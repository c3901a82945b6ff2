//! Core data model types for unitdrill.
//!
//! Units, unit groups, generated problems, and the records a practice
//! session keeps about answered questions.

use serde::{Deserialize, Serialize};
use std::fmt;

/// A single unit of measure within a [`UnitGroup`].
#[derive(Debug, Clone, PartialEq, Serialize, Deserialize)]
pub struct Unit {
    /// Short unit name as shown to the player (e.g. "km", "fl oz").
    pub name: String,
    /// Multiplier converting one of this unit into the group's base unit.
    pub to_base: f64,
}

impl Unit {
    pub fn new(name: impl Into<String>, to_base: f64) -> Self {
        Self {
            name: name.into(),
            to_base,
        }
    }

    /// Returns `true` if this is the group's pivot unit.
    pub fn is_base(&self) -> bool {
        self.to_base == 1.0
    }
}

/// A set of units convertible to one another through a shared base unit.
#[derive(Debug, Clone, PartialEq, Serialize, Deserialize)]
pub struct UnitGroup {
    /// Human-readable group name (e.g. "Metric Length").
    pub name: String,
    /// Units ordered from smallest to largest.
    pub units: Vec<Unit>,
}

impl UnitGroup {
    pub fn new(name: impl Into<String>, units: Vec<Unit>) -> Self {
        Self {
            name: name.into(),
            units,
        }
    }

    /// The unit with multiplier 1, if the group has exactly one.
    pub fn base_unit(&self) -> Option<&Unit> {
        let mut bases = self.units.iter().filter(|u| u.is_base());
        match (bases.next(), bases.next()) {
            (Some(base), None) => Some(base),
            _ => None,
        }
    }

    /// Look up a unit by name.
    pub fn unit(&self, name: &str) -> Option<&Unit> {
        self.units.iter().find(|u| u.name == name)
    }

    /// Returns `true` if both unit names belong to this group.
    pub fn contains_pair(&self, from: &str, to: &str) -> bool {
        self.unit(from).is_some() && self.unit(to).is_some()
    }
}

impl fmt::Display for UnitGroup {
    fn fmt(&self, f: &mut fmt::Formatter<'_>) -> fmt::Result {
        write!(f, "{}", self.name)
    }
}

/// A generated conversion problem.
///
/// Carries both the rendered question text and the structured values it
/// was rendered from, so nothing downstream has to parse the text back.
#[derive(Debug, Clone, PartialEq, Serialize, Deserialize)]
pub struct Problem {
    /// Rendered question, e.g. "Convert 3 ft to in (English Length)".
    pub question: String,
    /// Correct answer rounded to three decimals.
    pub answer: f64,
    /// Magnitude in the from-unit.
    pub value: f64,
    /// Source unit name.
    pub from_unit: String,
    /// Target unit name.
    pub to_unit: String,
    /// Name of the unit group both units belong to.
    pub group: String,
}

impl Problem {
    /// Returns `true` if the other problem converts between the same units.
    pub fn same_units(&self, other: &Problem) -> bool {
        self.from_unit == other.from_unit && self.to_unit == other.to_unit
    }
}

/// A problem presented with its shuffled multiple-choice options.
#[derive(Debug, Clone, PartialEq, Serialize, Deserialize)]
pub struct Question {
    pub problem: Problem,
    /// The correct answer and the distractors in display order.
    pub options: Vec<f64>,
}

impl Question {
    /// Option value for a 1-based choice number.
    pub fn option(&self, choice: usize) -> Option<f64> {
        choice
            .checked_sub(1)
            .and_then(|idx| self.options.get(idx))
            .copied()
    }
}

/// One answered question, as shown in the end-of-session summary.
#[derive(Debug, Clone, Default, PartialEq, Serialize, Deserialize)]
pub struct SolvedProblem {
    pub question: String,
    /// The value that was converted. The unit fields are empty in reports
    /// written before they were recorded.
    #[serde(default)]
    pub value: f64,
    #[serde(default)]
    pub from_unit: String,
    #[serde(default)]
    pub to_unit: String,
    /// Unit group the question was drawn from.
    #[serde(default)]
    pub group: String,
    /// The true answer.
    pub correct: f64,
    /// The value the player chose.
    pub chosen: f64,
    pub is_correct: bool,
}

impl SolvedProblem {
    /// Whether the value and units were recorded with the answer.
    pub fn has_units(&self) -> bool {
        !self.from_unit.is_empty() && !self.to_unit.is_empty()
    }

    /// ✅ or ❌ for display.
    pub fn mark(&self) -> &'static str {
        if self.is_correct {
            "✅"
        } else {
            "❌"
        }
    }
}
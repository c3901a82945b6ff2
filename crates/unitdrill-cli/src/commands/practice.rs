//! The `unitdrill practice` command.

use std::path::PathBuf;
use std::time::Duration;

use anyhow::{Context, Result};
use tokio::sync::mpsc;

use unitdrill_core::generator::format_number;
use unitdrill_core::model::Question;
use unitdrill_core::report::SessionReport;
use unitdrill_core::session::{
    clamp_duration, parse_duration, PracticeSession, SessionSummary, TickOutcome,
};
use unitdrill_core::traits::{submit_in_background, ScoreSubmission};
use unitdrill_report::html::write_html_report;
use unitdrill_reporters::config::load_config_from;
use unitdrill_reporters::create_reporter;

use super::{load_catalog_or_builtin, make_generator};

/// How long to wait for a pending score submission before exiting.
const SUBMIT_WAIT: Duration = Duration::from_secs(15);

/// One line of player input.
#[derive(Debug, Clone, PartialEq)]
enum Input {
    /// A 1-based option number.
    Choice(usize),
    /// A literal answer value.
    Value(f64),
    Example,
    Quit,
    Empty,
    Invalid,
}

/// Bare integers 1-4 pick an option; any other number is a literal value.
fn parse_input(line: &str) -> Input {
    let trimmed = line.trim();
    match trimmed.to_ascii_lowercase().as_str() {
        "" => return Input::Empty,
        "e" | "example" => return Input::Example,
        "q" | "quit" => return Input::Quit,
        _ => {}
    }

    if let Ok(n) = trimmed.parse::<usize>() {
        if (1..=4).contains(&n) {
            return Input::Choice(n);
        }
    }
    match trimmed.parse::<f64>() {
        Ok(v) if v.is_finite() => Input::Value(v),
        _ => Input::Invalid,
    }
}

/// Render a question and its numbered options.
pub fn format_question(question: &Question) -> String {
    let options: Vec<String> = question
        .options
        .iter()
        .enumerate()
        .map(|(i, v)| format!("{}) {}", i + 1, format_number(*v)))
        .collect();
    format!("{}\n  {}", question.problem.question, options.join("   "))
}

/// Read stdin lines on a plain thread so a pending read never holds up exit.
fn spawn_stdin_reader() -> mpsc::UnboundedReceiver<std::io::Result<String>> {
    let (tx, rx) = mpsc::unbounded_channel();
    std::thread::spawn(move || {
        for line in std::io::stdin().lines() {
            if tx.send(line).is_err() {
                break;
            }
        }
    });
    rx
}

/// Parse a `--format` value into the report formats to write.
fn parse_formats(format: &str) -> Result<Vec<&'static str>> {
    let mut formats = Vec::new();
    for fmt in format.split(',').map(str::trim) {
        match fmt {
            "all" => return Ok(vec!["json", "html"]),
            "none" => {}
            "json" => formats.push("json"),
            "html" => formats.push("html"),
            other => anyhow::bail!("unknown report format: '{other}'"),
        }
    }
    Ok(formats)
}

#[allow(clippy::too_many_arguments)]
pub async fn execute(
    duration: Option<String>,
    name: Option<String>,
    seed: Option<u64>,
    catalog_path: Option<PathBuf>,
    output: Option<PathBuf>,
    format: String,
    config_path: Option<PathBuf>,
) -> Result<()> {
    let config = load_config_from(config_path.as_deref())?;
    let formats = parse_formats(&format)?;

    let catalog = load_catalog_or_builtin(catalog_path.as_deref().or(config.catalog.as_deref()))?;
    let duration_secs = match duration {
        Some(d) => parse_duration(Some(&d)),
        None => clamp_duration(config.default_duration_secs),
    };
    let player = name
        .map(|n| n.trim().to_string())
        .filter(|n| !n.is_empty())
        .unwrap_or_else(|| config.player_name().to_string());
    let reporter = create_reporter(&config.reporter)?;
    let feedback_delay = Duration::from_millis(config.feedback_delay_ms);

    let mut session = PracticeSession::new(make_generator(catalog, seed));
    let first = session.start(duration_secs).clone();

    println!(
        "Practice session: {}s. Answer with 1-4 or the value; 'e' shows an example, 'q' quits.\n",
        session.duration_secs()
    );
    println!("{}", format_question(&first));

    let mut input = spawn_stdin_reader();
    let mut ticker = tokio::time::interval(Duration::from_secs(1));
    // The first tick completes immediately.
    ticker.tick().await;

    let summary = loop {
        tokio::select! {
            _ = ticker.tick() => {
                match session.tick() {
                    TickOutcome::Ended(summary) => {
                        println!("\nTime's up!");
                        break summary;
                    }
                    TickOutcome::Running { remaining_secs } => {
                        if remaining_secs % 10 == 0 || remaining_secs <= 5 {
                            eprintln!("  {remaining_secs}s left");
                        }
                    }
                    TickOutcome::Inactive => {}
                }
            }
            line = input.recv() => {
                let Some(line) = line else {
                    break session.end()?;
                };
                let line = line.context("failed to read input")?;

                let chosen = match parse_input(&line) {
                    Input::Quit => break session.end()?,
                    Input::Example => {
                        println!("\n{}\n", session.show_example());
                        if let Some(q) = session.current_question() {
                            println!("{}", format_question(q));
                        }
                        continue;
                    }
                    Input::Empty => continue,
                    Input::Invalid => {
                        println!("Enter an option number (1-4), a value, 'e' or 'q'.");
                        continue;
                    }
                    Input::Value(v) => v,
                    Input::Choice(n) => {
                        match session.current_question().and_then(|q| q.option(n)) {
                            Some(v) => v,
                            None => {
                                println!("No option {n}.");
                                continue;
                            }
                        }
                    }
                };

                let outcome = session.answer(chosen)?;
                if outcome.is_correct {
                    println!("✅ Correct! Score: {}", outcome.score);
                } else {
                    println!(
                        "❌ Incorrect, the answer was {}. Score: {}",
                        format_number(outcome.correct),
                        outcome.score
                    );
                }
                if !feedback_delay.is_zero() {
                    tokio::time::sleep(feedback_delay).await;
                }
                println!("\n{}", format_question(&outcome.next));
            }
        }
    };

    print_summary(&summary);

    let report = SessionReport::new(&player, summary);
    if !formats.is_empty() {
        let output = output.unwrap_or_else(|| config.output_dir.clone());
        std::fs::create_dir_all(&output)
            .with_context(|| format!("failed to create {}", output.display()))?;
        let timestamp = report.created_at.format("%Y-%m-%dT%H%M%S");

        for fmt in &formats {
            match *fmt {
                "json" => {
                    let path = output.join(format!("session-{timestamp}.json"));
                    report.save_json(&path)?;
                    eprintln!("Results saved to: {}", path.display());
                }
                "html" => {
                    let path = output.join(format!("session-{timestamp}.html"));
                    write_html_report(&report, &path)?;
                    eprintln!("HTML report: {}", path.display());
                }
                _ => {}
            }
        }
    }

    if let Some(reporter) = reporter {
        let submission = ScoreSubmission::from_summary(&player, &report.summary);
        if let Some(handle) = submit_in_background(reporter, submission) {
            if tokio::time::timeout(SUBMIT_WAIT, handle).await.is_err() {
                tracing::warn!("score submission still pending, giving up");
            }
        }
    }

    Ok(())
}

fn print_summary(summary: &SessionSummary) {
    use comfy_table::{Cell, Table};

    println!(
        "\nFinal score: {} ({} correct, {} incorrect in {}s)",
        summary.final_score,
        summary.correct_count(),
        summary.incorrect_count(),
        summary.elapsed_secs
    );

    if summary.solved.is_empty() {
        println!("No problems answered.");
        return;
    }

    let mut table = Table::new();
    table.set_header(vec!["#", "Question", "Correct", "Chosen", ""]);
    for (i, p) in summary.solved.iter().enumerate() {
        table.add_row(vec![
            Cell::new(i + 1),
            Cell::new(&p.question),
            Cell::new(format_number(p.correct)),
            Cell::new(format_number(p.chosen)),
            Cell::new(p.mark()),
        ]);
    }
    println!("{table}");
}

#[cfg(test)]
mod tests {
    use super::*;
    use unitdrill_core::model::Problem;

    #[test]
    fn input_numbers_one_to_four_are_choices() {
        assert_eq!(parse_input("1"), Input::Choice(1));
        assert_eq!(parse_input(" 4 \n"), Input::Choice(4));
        assert_eq!(parse_input("5"), Input::Value(5.0));
        assert_eq!(parse_input("0"), Input::Value(0.0));
        assert_eq!(parse_input("1.5"), Input::Value(1.5));
        assert_eq!(parse_input("-2"), Input::Value(-2.0));
    }

    #[test]
    fn input_commands() {
        assert_eq!(parse_input("e"), Input::Example);
        assert_eq!(parse_input("Q"), Input::Quit);
        assert_eq!(parse_input("   "), Input::Empty);
        assert_eq!(parse_input("banana"), Input::Invalid);
        assert_eq!(parse_input("NaN"), Input::Invalid);
        assert_eq!(parse_input("inf"), Input::Invalid);
    }

    #[test]
    fn formats() {
        assert_eq!(parse_formats("none").unwrap(), Vec::<&str>::new());
        assert_eq!(parse_formats("all").unwrap(), vec!["json", "html"]);
        assert_eq!(parse_formats("json, html").unwrap(), vec!["json", "html"]);
        assert!(parse_formats("sarif").is_err());
    }

    #[test]
    fn question_rendering() {
        let question = Question {
            problem: Problem {
                question: "Convert 1500 m to km (Metric Length)".into(),
                answer: 1.5,
                value: 1500.0,
                from_unit: "m".into(),
                to_unit: "km".into(),
                group: "Metric Length".into(),
            },
            options: vec![15.0, 1.5, 0.15, 150.0],
        };
        let text = format_question(&question);
        assert!(text.starts_with("Convert 1500 m to km (Metric Length)\n"));
        assert!(text.contains("1) 15"));
        assert!(text.contains("2) 1.5"));
        assert!(text.contains("4) 150"));
    }
}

- **WORK INSTRUCTION**:
In the listing above, find the line containing "fn fmt(&self, f: &mut" and the line containing "units belong to.", then quote both, plus every line between them, exactly as written.

- **PROBLEM SOLUTION**:
    fn fmt(&self, f: &mut fmt::Formatter<'_>) -> fmt::Result {
        write!(f, "{}", self.name)
    }
}

/// A generated conversion problem.
///
/// Carries both the rendered question text and the structured values it
/// was rendered from, so nothing downstream has to parse the text back.
#[derive(Debug, Clone, PartialEq, Serialize, Deserialize)]
pub struct Problem {
    /// Rendered question, e.g. "Convert 3 ft to in (English Length)".
    pub question: String,
    /// Correct answer rounded to three decimals.
    pub answer: f64,
    /// Magnitude in the from-unit.
    pub value: f64,
    /// Source unit name.
    pub from_unit: String,
    /// Target unit name.
    pub to_unit: String,
    /// Name of the unit group both units belong to.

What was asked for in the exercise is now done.